The most memorable of these was on December 23, 1783, in the Old Senate Chamber in Annapolis. The war over and independence won, Washington bowed to Congress, publicly resigned from the Army, and physically handed back his commission. It was all choreographed for maximum impact.

Word of Washington’s plan to surrender power even reached King George III in England. The king reportedly said to painter Benjamin West, “If he does that, he will be the greatest man in the world.”

In an age when other men were willing to convulse continents to amass more power, here was a shining example of one who had been offered a kingdom and had the self-command to say no.

The irony, of course, is that by demonstrating his ability to refuse power, Washington ensured he’d offered more of it. And he was pulled from retirement several times, first to lead the Constitutional Convention of 1787, then to serve as President.

In 1796, after two terms as Executive and Commander-in-Chief, Washington offered his last Farewell Address. Refusing a third term, he once again resigned from command.

In return for giving up power, George Washington won the unalloyed love and adulation of his countrymen, which, in the end, is what he craved most.

“10. Whenever he lost his temper as he did Sometimes, either Love or fear in those about him induced them to conceal his Weakness from the World.”

With this final listing of George Washington’s unique “Talents,” John Adams suggests that the marble man was human, after all. Washington had a temper, a terrible one, and anyone who spent much time with him saw, if not felt, its ferocious bite.

He lashed out at soldiers, adjutants, servants, underlings of all sorts, sometimes physically.

Once, at a social event after George’s death, painter Gilbert Stuart supposedly remarked that Washington’s face betrayed more suppressed rage than any he’d ever painted. An embarrassed Stuart then looked over and saw that Martha was in the room.

“It is true,” said Martha, forgiving the painter for his candor.

New Yorker Gouverneur Morris, who spent the summer of 1787 with Washington at the Constitutional Convention in Philadelphia, also attested to the great man’s explosive temper.

“Those who have seen him strongly moved,” said Morris, “will bear witness that his wrath was terrible.
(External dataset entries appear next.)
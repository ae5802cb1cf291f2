//! 数据面配置。
//!
//! # 教案式说明
//! - **意图 (Why)**：缓冲数量/大小、标志位取值、模板周期上限与轮询预算因部署而异，
//!   集中为一个可序列化结构，由装配层从 TOML 读取后显式传入电路构造；
//! - **契约 (What)**：所有字段都有默认值，未知字段报错；[`DataplaneConfig::from_toml_str`]
//!   在解析后执行 [`DataplaneConfig::validate`]，非法组合在建连前即被拒绝；
//! - **实现 (How)**：`serde` 派生 + `toml` 反序列化，与工作区其余配置契约一致。

use serde::{Deserialize, Serialize};

use crate::error::{DataplaneError, Result};

/// 数据面顶层配置。
#[derive(Clone, Debug, Default, PartialEq, Eq, Serialize, Deserialize)]
#[serde(default, deny_unknown_fields)]
pub struct DataplaneConfig {
    pub buffer: BufferConfig,
    pub flags: FlagConfig,
    pub template: TemplateConfig,
    pub poll: PollConfig,
}

/// `[buffer]`：未由远端描述符指定时使用的本地缓冲几何。
#[derive(Clone, Copy, Debug, PartialEq, Eq, Serialize, Deserialize)]
#[serde(default, deny_unknown_fields)]
pub struct BufferConfig {
    /// 每个端口的缓冲个数。
    pub count: u32,
    /// 单个缓冲的字节数。
    pub size: u32,
    /// 缓冲、元数据与标志区的分配对齐；至少为 4（标志位按 32 位字访问）。
    pub alignment: u32,
}

impl Default for BufferConfig {
    fn default() -> Self {
        Self {
            count: 2,
            size: 4096,
            alignment: 16,
        }
    }
}

/// `[flags]`：满/空标志位置位时写入的值。
#[derive(Clone, Copy, Debug, PartialEq, Eq, Serialize, Deserialize)]
#[serde(default, deny_unknown_fields)]
pub struct FlagConfig {
    pub full_value: u32,
    pub empty_value: u32,
}

impl Default for FlagConfig {
    fn default() -> Self {
        Self {
            full_value: 1,
            empty_value: 1,
        }
    }
}

/// `[template]`：传输模板构建上限。
#[derive(Clone, Copy, Debug, PartialEq, Eq, Serialize, Deserialize)]
#[serde(default, deny_unknown_fields)]
pub struct TemplateConfig {
    /// 单个模板允许的最大步数（周期）。
    pub max_period: u64,
}

impl Default for TemplateConfig {
    fn default() -> Self {
        Self { max_period: 4096 }
    }
}

/// `[poll]`：等待标志位时的轮询预算。
#[derive(Clone, Copy, Debug, PartialEq, Eq, Serialize, Deserialize)]
#[serde(default, deny_unknown_fields)]
pub struct PollConfig {
    /// 单次等待的最大轮询次数；`0` 表示显式选择无限等待。
    pub spin_attempts: u32,
}

impl Default for PollConfig {
    fn default() -> Self {
        Self {
            spin_attempts: 1024,
        }
    }
}

impl DataplaneConfig {
    /// 从 TOML 文本解析并校验配置。
    pub fn from_toml_str(raw: &str) -> Result<Self> {
        let config: Self =
            toml::from_str(raw).map_err(|source| DataplaneError::ConfigParse { source })?;
        config.validate()?;
        Ok(config)
    }

    /// 序列化为 TOML 文本。
    pub fn to_toml_string(&self) -> Result<String> {
        toml::to_string(self).map_err(|source| DataplaneError::ConfigRender { source })
    }

    /// 校验字段组合。
    pub fn validate(&self) -> Result<()> {
        let invalid = |field, reason| Err(DataplaneError::InvalidConfig { field, reason });
        if self.buffer.count == 0 {
            return invalid("buffer.count", "must be at least 1");
        }
        if self.buffer.size == 0 {
            return invalid("buffer.size", "must be at least 1");
        }
        if !self.buffer.alignment.is_power_of_two() || self.buffer.alignment < 4 {
            return invalid("buffer.alignment", "must be a power of two no smaller than 4");
        }
        if self.flags.full_value == 0 {
            return invalid("flags.full_value", "must be non-zero");
        }
        if self.flags.empty_value == 0 {
            return invalid("flags.empty_value", "must be non-zero");
        }
        if self.template.max_period == 0 {
            return invalid("template.max_period", "must be at least 1");
        }
        Ok(())
    }
}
They have seen, boiling in his bosom, passion almost too mighty for man.”

“Heaven,” Morris went on to say, “in giving him higher qualities of the soul, had given also the tumultuous passions which accompany his greatness and frequently tarnish its luster. With them was his first contest, and his first victory was over himself.”

Like other Americans, Morris declared Washington’s victory over his passions, even if such a declaration wasn’t entirely warranted.

Adams suggests there was a conspiracy of silence about Washington’s flaws. Early Americans, it seemed, needed an idealized George Washington as a guidestar, an exemplar of republican virtue and self-command.

Perhaps George Washington’s greatest sacrifice, his most selfless act, was performing this role assigned to him. He consented to become the marble man, the stiff figure on the one-dollar bill.

In return, he got a monument, a place on Mount Rushmore, a national holiday for his birthday, and a portrait in every school room.

But what was the cost? A Broadway musical, an HBO series, and, perhaps, a fully three-dimensional life capable of 21st century understanding.